--- START ---

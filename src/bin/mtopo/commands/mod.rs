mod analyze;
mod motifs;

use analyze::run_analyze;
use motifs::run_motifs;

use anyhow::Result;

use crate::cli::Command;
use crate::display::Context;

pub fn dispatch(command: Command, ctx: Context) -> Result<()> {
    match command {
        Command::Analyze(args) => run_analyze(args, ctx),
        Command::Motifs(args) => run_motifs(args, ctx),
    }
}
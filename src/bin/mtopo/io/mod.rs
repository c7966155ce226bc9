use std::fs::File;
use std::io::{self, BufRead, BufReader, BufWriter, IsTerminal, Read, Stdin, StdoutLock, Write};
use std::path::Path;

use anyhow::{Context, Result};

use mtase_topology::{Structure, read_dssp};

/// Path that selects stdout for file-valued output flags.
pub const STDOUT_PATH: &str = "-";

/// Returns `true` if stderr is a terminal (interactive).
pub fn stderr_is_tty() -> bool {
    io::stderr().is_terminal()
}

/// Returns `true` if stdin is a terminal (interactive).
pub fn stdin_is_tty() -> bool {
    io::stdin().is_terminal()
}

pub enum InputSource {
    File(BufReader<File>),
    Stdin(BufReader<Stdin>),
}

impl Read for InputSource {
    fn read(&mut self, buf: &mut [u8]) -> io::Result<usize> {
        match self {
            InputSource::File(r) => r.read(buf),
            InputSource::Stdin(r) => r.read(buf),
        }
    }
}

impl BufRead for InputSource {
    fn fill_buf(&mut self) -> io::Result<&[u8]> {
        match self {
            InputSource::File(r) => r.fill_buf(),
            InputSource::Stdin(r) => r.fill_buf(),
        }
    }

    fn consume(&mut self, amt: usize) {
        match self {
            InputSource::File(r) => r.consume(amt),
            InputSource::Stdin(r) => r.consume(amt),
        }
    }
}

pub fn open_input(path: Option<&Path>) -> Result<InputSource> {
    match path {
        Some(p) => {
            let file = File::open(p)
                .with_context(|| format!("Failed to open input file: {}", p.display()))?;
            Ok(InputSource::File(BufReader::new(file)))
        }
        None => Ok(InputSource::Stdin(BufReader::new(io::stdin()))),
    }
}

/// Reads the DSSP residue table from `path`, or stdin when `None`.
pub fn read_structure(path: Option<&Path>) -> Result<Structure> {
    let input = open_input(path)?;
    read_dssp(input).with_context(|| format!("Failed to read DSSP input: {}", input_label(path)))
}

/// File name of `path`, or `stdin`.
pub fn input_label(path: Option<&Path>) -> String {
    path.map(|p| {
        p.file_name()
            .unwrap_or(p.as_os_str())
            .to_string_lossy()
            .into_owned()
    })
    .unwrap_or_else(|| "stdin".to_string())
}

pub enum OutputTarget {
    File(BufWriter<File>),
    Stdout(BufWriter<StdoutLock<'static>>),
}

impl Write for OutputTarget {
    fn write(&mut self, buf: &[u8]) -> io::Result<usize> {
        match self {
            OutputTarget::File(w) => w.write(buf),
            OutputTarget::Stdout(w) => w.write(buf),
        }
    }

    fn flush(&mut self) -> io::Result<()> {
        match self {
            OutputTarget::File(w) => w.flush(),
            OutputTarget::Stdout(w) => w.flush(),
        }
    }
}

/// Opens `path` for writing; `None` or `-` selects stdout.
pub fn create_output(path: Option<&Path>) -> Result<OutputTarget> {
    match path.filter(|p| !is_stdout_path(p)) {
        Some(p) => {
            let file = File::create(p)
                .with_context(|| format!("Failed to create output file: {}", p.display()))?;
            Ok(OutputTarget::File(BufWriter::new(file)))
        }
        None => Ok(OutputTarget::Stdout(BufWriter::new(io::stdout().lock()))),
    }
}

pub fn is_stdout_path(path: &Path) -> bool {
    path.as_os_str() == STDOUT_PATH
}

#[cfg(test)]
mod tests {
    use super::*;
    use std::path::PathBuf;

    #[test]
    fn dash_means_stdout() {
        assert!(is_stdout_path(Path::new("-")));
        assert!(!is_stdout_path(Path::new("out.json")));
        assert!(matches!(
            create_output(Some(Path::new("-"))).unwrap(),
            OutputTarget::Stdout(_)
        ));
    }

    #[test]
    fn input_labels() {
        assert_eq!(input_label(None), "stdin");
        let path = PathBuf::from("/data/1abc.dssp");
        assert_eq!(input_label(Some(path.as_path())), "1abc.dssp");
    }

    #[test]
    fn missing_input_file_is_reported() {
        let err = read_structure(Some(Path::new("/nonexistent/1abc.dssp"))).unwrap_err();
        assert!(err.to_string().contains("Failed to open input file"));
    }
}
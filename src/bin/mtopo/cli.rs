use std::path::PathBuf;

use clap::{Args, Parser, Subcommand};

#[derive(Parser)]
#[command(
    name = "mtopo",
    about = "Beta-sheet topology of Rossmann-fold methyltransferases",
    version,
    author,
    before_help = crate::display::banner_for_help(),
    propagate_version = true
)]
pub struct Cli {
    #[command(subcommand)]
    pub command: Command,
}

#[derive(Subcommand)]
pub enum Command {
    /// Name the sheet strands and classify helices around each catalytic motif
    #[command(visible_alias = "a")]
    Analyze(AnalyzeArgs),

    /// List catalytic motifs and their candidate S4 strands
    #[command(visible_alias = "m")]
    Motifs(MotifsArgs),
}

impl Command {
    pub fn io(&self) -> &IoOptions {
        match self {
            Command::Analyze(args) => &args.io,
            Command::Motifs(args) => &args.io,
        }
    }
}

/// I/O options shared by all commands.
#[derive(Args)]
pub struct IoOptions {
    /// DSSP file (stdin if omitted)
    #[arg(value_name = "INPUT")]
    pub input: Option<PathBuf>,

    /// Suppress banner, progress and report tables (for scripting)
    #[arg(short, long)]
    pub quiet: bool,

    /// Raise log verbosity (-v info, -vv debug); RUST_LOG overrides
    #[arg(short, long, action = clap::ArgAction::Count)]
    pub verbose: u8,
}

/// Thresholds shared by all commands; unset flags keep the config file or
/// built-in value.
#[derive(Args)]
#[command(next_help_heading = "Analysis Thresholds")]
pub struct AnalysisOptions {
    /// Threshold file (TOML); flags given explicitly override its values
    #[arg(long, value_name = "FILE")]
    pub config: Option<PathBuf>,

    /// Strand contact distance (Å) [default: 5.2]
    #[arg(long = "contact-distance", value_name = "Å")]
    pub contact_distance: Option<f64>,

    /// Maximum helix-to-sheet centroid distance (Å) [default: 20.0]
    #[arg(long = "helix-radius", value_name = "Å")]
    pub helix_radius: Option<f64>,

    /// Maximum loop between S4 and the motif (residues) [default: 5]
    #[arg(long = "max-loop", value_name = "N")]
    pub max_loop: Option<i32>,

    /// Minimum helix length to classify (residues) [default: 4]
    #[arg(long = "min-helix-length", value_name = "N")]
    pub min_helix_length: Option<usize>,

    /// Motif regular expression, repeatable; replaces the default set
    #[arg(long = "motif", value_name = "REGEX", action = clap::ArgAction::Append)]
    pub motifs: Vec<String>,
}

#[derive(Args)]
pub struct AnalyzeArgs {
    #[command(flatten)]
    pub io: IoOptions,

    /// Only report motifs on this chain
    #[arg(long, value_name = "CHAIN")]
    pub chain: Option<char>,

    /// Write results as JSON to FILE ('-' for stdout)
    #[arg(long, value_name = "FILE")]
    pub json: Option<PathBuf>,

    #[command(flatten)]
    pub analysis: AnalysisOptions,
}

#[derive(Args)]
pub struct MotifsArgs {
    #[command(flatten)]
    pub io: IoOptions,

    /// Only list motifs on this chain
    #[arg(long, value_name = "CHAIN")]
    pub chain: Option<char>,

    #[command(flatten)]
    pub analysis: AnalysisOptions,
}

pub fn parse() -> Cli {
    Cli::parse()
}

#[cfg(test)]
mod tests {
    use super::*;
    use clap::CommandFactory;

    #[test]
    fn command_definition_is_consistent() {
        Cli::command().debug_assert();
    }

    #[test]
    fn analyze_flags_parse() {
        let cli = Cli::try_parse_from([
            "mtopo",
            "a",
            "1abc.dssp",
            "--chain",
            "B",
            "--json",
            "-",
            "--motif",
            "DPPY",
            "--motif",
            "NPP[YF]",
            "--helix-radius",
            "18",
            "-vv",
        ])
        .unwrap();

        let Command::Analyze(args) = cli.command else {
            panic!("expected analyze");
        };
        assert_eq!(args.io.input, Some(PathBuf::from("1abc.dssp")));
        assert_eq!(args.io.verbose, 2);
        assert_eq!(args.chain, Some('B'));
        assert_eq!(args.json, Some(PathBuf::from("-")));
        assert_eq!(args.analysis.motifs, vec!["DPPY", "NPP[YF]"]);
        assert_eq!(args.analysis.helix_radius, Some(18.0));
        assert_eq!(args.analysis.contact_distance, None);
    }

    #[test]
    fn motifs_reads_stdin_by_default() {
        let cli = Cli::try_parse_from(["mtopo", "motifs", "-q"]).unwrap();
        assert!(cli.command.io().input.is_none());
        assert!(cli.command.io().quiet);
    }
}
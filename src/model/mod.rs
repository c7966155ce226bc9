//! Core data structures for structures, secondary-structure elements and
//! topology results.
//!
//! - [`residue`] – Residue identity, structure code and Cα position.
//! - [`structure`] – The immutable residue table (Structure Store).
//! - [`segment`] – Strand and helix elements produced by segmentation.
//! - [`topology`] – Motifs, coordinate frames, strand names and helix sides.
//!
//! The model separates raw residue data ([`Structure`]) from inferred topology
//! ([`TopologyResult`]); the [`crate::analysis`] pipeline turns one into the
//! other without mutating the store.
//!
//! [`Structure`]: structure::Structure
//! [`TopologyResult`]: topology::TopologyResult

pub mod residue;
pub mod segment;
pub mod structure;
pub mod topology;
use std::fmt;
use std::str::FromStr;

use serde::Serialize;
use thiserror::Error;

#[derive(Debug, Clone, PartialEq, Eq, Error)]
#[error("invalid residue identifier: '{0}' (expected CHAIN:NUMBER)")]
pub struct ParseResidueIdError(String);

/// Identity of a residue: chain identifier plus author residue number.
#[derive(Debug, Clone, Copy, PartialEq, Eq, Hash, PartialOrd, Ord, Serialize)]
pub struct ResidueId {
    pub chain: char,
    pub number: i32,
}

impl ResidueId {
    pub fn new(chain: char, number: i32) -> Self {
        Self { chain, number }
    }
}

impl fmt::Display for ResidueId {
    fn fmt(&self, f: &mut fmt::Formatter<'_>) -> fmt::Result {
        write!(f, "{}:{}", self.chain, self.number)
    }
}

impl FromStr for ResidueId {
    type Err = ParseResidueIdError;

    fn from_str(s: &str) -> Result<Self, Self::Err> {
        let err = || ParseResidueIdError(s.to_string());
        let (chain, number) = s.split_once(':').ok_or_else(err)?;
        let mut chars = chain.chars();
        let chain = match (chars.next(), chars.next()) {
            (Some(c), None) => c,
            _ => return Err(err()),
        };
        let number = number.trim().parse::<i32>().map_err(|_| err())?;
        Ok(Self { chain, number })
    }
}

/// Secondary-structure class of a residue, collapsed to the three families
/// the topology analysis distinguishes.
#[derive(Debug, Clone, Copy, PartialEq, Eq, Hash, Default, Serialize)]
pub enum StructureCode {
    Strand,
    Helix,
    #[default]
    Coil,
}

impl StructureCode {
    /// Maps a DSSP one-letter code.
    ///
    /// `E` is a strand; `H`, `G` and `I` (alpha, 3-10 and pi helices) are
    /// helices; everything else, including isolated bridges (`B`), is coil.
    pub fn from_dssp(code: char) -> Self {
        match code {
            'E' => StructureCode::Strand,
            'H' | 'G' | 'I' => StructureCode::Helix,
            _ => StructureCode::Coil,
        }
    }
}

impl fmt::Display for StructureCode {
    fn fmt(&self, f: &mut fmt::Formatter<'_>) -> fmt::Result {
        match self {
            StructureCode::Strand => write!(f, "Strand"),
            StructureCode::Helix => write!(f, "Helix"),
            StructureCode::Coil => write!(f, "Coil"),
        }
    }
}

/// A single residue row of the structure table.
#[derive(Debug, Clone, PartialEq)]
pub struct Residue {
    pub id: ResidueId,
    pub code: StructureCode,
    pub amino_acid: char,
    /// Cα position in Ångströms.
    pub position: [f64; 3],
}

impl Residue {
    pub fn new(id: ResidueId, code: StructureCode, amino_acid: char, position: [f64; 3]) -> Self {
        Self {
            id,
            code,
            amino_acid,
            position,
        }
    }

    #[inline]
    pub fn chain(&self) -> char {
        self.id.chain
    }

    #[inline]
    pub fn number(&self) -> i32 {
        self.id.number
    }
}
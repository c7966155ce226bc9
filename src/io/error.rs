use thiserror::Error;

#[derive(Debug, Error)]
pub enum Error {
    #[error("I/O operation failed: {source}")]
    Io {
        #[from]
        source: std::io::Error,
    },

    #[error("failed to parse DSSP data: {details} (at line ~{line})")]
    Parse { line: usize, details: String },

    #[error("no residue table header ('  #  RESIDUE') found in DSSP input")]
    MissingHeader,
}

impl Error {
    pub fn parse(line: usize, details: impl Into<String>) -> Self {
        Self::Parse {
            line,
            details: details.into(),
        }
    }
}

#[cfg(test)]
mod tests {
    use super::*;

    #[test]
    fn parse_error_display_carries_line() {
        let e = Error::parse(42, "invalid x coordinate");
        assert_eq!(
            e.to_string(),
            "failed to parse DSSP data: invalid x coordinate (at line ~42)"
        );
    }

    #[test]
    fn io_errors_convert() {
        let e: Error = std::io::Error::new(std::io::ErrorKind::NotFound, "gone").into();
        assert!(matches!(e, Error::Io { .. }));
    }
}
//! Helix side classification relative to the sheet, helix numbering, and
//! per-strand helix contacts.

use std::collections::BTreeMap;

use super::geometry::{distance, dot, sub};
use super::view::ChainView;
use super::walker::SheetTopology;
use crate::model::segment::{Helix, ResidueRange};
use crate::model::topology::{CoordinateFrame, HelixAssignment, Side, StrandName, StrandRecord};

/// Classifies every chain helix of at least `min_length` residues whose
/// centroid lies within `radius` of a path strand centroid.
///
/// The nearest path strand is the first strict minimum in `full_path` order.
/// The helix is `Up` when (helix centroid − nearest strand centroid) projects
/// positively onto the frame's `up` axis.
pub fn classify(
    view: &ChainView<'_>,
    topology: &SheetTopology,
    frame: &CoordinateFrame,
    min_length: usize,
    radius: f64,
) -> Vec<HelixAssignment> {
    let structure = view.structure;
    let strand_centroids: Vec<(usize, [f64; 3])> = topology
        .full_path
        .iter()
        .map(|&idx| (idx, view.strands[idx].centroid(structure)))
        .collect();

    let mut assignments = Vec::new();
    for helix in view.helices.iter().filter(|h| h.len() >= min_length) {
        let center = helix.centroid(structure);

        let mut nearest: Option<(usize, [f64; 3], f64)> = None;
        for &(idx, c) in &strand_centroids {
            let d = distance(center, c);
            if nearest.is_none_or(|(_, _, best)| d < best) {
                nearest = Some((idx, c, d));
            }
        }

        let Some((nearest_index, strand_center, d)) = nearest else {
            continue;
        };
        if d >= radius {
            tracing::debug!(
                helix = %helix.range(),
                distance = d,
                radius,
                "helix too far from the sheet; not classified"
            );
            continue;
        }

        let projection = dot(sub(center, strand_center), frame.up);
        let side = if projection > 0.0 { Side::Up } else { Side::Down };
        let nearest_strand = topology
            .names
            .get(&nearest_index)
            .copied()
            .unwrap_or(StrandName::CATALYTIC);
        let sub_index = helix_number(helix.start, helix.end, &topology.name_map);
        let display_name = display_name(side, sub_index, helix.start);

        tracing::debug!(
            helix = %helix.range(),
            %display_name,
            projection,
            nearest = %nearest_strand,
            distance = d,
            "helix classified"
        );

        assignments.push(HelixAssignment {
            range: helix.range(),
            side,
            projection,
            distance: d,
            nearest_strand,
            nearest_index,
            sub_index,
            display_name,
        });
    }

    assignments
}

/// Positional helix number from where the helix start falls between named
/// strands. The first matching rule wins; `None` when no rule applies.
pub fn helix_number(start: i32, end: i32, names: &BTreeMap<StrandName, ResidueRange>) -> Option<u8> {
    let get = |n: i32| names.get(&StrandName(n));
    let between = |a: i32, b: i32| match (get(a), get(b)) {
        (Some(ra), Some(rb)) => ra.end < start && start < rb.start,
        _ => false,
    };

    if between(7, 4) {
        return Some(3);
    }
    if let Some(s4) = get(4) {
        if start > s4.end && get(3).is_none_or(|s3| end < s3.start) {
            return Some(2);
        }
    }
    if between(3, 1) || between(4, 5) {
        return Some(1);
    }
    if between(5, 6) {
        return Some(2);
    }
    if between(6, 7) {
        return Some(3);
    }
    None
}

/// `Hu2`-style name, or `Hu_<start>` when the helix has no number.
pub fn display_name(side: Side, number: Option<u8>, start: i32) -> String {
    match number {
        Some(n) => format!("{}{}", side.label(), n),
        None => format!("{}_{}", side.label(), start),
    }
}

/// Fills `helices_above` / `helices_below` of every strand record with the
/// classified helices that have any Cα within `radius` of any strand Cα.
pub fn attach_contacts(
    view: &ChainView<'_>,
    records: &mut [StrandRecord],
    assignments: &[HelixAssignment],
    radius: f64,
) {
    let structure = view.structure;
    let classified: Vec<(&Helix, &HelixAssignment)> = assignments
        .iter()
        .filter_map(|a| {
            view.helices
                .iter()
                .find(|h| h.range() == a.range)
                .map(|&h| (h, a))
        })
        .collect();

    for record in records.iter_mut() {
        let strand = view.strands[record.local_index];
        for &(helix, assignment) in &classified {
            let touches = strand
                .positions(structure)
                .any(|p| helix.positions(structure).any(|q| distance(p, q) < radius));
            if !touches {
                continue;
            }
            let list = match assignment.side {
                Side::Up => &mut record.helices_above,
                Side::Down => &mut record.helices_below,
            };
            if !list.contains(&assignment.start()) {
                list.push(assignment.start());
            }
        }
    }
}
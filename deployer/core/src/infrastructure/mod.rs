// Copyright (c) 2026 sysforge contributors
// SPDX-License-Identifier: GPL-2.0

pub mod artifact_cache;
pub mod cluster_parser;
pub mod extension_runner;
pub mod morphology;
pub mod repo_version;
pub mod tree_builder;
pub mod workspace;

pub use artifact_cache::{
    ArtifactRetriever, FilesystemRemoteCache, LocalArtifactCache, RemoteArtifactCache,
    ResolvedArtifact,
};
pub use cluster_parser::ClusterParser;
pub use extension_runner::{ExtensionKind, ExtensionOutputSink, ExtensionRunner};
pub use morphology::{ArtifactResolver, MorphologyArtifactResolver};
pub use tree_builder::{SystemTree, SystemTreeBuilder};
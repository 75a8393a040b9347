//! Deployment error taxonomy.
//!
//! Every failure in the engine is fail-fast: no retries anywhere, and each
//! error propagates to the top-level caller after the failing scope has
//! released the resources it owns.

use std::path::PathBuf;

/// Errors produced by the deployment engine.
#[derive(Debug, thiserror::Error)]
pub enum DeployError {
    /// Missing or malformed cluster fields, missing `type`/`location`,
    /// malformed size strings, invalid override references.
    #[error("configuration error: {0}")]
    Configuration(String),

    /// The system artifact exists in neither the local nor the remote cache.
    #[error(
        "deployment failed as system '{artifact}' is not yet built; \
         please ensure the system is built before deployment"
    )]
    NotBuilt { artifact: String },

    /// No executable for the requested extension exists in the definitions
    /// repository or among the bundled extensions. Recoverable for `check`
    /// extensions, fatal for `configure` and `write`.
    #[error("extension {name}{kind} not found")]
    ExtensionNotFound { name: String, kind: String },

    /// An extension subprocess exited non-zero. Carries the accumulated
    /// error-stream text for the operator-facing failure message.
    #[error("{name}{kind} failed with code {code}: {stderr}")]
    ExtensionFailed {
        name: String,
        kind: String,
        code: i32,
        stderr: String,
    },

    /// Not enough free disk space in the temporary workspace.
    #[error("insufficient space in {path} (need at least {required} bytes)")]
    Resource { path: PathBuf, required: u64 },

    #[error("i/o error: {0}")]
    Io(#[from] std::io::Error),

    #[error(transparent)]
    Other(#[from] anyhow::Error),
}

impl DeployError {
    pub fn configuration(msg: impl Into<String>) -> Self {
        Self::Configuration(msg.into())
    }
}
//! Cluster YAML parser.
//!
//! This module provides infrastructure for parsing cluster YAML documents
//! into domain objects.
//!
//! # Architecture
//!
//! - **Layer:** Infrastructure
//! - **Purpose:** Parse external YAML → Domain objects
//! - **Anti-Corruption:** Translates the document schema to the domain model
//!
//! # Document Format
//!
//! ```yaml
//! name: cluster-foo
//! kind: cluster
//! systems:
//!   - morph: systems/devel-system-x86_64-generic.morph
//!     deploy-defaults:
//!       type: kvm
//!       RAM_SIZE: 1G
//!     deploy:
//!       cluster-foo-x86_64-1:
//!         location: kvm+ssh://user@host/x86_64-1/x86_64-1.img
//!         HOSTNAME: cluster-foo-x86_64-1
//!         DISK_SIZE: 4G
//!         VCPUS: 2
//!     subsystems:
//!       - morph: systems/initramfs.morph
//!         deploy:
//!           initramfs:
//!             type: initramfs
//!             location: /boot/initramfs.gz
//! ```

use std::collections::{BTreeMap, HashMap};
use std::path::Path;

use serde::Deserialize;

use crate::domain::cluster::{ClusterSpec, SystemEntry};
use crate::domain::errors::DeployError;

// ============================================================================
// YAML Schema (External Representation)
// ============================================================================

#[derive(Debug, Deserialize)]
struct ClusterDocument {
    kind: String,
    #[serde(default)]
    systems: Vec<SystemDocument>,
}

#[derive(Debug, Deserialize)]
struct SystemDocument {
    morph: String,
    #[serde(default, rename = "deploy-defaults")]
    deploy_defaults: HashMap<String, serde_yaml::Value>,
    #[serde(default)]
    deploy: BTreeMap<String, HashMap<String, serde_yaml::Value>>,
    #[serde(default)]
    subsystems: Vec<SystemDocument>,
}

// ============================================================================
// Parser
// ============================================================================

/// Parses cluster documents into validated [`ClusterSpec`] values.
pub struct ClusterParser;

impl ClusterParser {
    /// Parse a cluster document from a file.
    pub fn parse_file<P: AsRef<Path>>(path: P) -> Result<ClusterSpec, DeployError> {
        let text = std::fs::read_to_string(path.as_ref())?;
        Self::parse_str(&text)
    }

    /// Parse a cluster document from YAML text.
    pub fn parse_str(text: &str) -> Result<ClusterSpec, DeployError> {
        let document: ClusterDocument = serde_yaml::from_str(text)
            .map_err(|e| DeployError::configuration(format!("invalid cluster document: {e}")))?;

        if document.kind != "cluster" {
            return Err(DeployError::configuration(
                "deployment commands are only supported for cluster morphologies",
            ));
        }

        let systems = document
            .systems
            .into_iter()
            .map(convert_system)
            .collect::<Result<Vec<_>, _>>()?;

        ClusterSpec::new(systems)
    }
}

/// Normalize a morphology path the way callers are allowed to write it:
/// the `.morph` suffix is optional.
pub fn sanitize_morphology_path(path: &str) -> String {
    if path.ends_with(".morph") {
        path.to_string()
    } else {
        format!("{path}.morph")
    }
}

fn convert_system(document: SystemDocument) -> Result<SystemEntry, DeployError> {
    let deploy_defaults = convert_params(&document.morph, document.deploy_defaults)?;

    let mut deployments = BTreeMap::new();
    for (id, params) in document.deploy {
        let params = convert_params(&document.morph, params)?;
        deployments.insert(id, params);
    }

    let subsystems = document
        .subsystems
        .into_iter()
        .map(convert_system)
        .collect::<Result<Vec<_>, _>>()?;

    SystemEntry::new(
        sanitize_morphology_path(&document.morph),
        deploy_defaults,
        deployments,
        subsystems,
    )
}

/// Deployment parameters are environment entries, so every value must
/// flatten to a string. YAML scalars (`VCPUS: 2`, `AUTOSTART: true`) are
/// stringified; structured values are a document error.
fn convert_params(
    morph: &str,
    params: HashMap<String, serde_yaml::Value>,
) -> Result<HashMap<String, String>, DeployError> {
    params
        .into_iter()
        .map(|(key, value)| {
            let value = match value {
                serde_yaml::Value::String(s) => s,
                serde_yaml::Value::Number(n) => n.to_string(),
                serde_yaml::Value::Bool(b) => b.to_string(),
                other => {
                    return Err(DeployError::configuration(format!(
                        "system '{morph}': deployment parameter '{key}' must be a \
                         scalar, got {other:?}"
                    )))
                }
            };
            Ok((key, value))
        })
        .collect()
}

--- END ---

§ What this task involves
Please give back exactly the lines of the listing above that run from the one containing "pub position: [f64;" through the one containing "filename src/io/error.rs", and only those.

§ Answer for the task
    pub position: [f64; 3],
}

impl Residue {
    pub fn new(id: ResidueId, code: StructureCode, amino_acid: char, position: [f64; 3]) -> Self {
        Self {
            id,
            code,
            amino_acid,
            position,
        }
    }

    #[inline]
    pub fn chain(&self) -> char {
        self.id.chain
    }

    #[inline]
    pub fn number(&self) -> i32 {
        self.id.number
    }
}
repository c7966155ce226bc9
filename src/io/error.rs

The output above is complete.